The total area under $f(x)$ in the interval $[a,b]$ is then:

$$A = \int\limits_a^b f(x)\, dx = \sum\limits_{i=0}^{N-1} A_i \approx \sum\limits_{i=0}^{N-1} T_i= \frac{h}{2}\sum\limits_{i=0}^{N-1}(f_i + f_{i+1}),$$

which can be recast as

$$A \approx h\left[\frac{1}{2}(f_0 + f_{N}) + \sum\limits_{i=1}^{N-1}f_i,\right]$$

In class on Wednesday, January 15, I showed how trapezoidal scheme can be used to get a scheme of "higher order" - that is a scheme in which fractional error scales as higher power of step size, $h$. 

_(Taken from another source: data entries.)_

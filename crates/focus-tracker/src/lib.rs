//! Focus Tracker
//!
//! Turns noisy per-frame pose classifications into stable focus signals:
//! - Sustained behavior detection with cooldowns (leaning, head down, look-away)
//! - Debounced focus score with asymmetric confirmation
//! - Away penalties and focus streak
//! - Calibration window suppressing all of the above

pub mod behavior;
pub mod config;
pub mod scorer;
pub mod state;
pub mod visibility;

pub use behavior::BehaviorTracker;
pub use config::{BehaviorLabels, TrackerConfig};
pub use scorer::{FocusScorer, ScoreUpdate};
pub use state::{Calibration, FocusScore, SessionState};
pub use visibility::VisibilityTracker;

use alerting::{Alert, AlertLevel};
use classification_feed::Classification;
use thiserror::Error;
use tracing::info;

/// Focus tracker error types
#[derive(Error, Debug)]
pub enum TrackerError {
    #[error("Configuration error: {0}")]
    InvalidConfig(String),
}

/// Result of one sampling tick
#[derive(Debug, Clone, PartialEq)]
pub struct TickOutcome {
    /// Alerts to dispatch, in detection order
    pub alerts: Vec<Alert>,
    pub score: ScoreUpdate,
}

/// Owns the session state and drives every tracker over it
pub struct FocusTracker {
    config: TrackerConfig,
    behavior: BehaviorTracker,
    scorer: FocusScorer,
    visibility: VisibilityTracker,
    state: SessionState,
}

impl FocusTracker {
    /// Create a tracker for a session created at `now_ms`
    pub fn new(config: TrackerConfig, now_ms: u64) -> Result<Self, TrackerError> {
        config.validate()?;
        Ok(Self {
            behavior: BehaviorTracker::new(config.clone()),
            scorer: FocusScorer::new(config.clone()),
            visibility: VisibilityTracker::new(config.clone()),
            state: SessionState::new(now_ms),
            config,
        })
    }

    /// Enter the calibration window. Returns its length, or `None` if the
    /// session was already started.
    pub fn start_calibration(&mut self, now_ms: u64) -> Option<u64> {
        if !self.state.begin_calibration(now_ms, self.config.calibration_ms) {
            return None;
        }
        info!("Calibrating for {}ms", self.config.calibration_ms);
        Some(self.config.calibration_ms)
    }

    /// Leave calibration and start the session clock
    pub fn finish_calibration(&mut self, now_ms: u64) -> bool {
        let finished = self.state.finish_calibration(now_ms);
        if finished {
            info!("Calibration complete, session started");
        }
        finished
    }

    /// Run behavior tracking then scoring for one classification
    pub fn process(&mut self, classification: &Classification, now_ms: u64) -> TickOutcome {
        let alerts = self.behavior.track(&mut self.state, classification, now_ms);
        let score = self.scorer.update(&mut self.state, classification, now_ms);
        TickOutcome { alerts, score }
    }

    /// Apply a visibility transition
    pub fn on_visibility(&mut self, visible: bool, now_ms: u64) -> Option<Alert> {
        if visible {
            self.visibility.on_visible(&mut self.state, now_ms)
        } else {
            self.visibility.on_hidden(&mut self.state, now_ms);
            None
        }
    }

    /// Periodic streak refresh
    pub fn refresh_streak(&mut self, now_ms: u64) -> Option<u64> {
        self.visibility.refresh_streak(&mut self.state, now_ms)
    }

    /// External reset of the escalation level
    pub fn reset_alert_level(&mut self) {
        self.state.alert_level = AlertLevel::MIN;
    }

    pub fn state(&self) -> &SessionState {
        &self.state
    }

    pub fn config(&self) -> &TrackerConfig {
        &self.config
    }
}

Namely, if I denote trapezoidal scheme for a step size $h$ as

$$T(h) = \frac{h}{2}\sum\limits_{i=0}^{N-1}(f_i + f_{i+1}) = h\left[\frac{1}{2}(f_0 + f_{N}) + \sum\limits_{i=1}^{N-1}f_i,\right],$$

I showed in class (see <a href="https://github.com/a-kravtsov/a211w20/blob/master/02_integration_approximation.ipynb">02_integration_approximation.ipynb</a> notebook in the github repository) that the following construct

$$R_1(h) = \frac{1}{3}\left[4T(h/2) - T(h)\right]$$

has fractional error that scales as $\epsilon_{R_1}\propto h^4$ instead of $\epsilon_T\propto h^2$ of the trapezoidal scheme. 

Usually, it is said that the scheme $R_1(h)$ has a higher order of accuracy  than the trapezoidal scheme. This means that it will give a more accurate result for a given step size $h$. $R_1(h)$ is actually the integration scheme known as the *Simpson rule*. 

### A more efficient calculation of $R_1(h)$

Computation of $R_1(h)$ involves computation of $T(h)$ and $T(h/2)$ for the same interval and function. 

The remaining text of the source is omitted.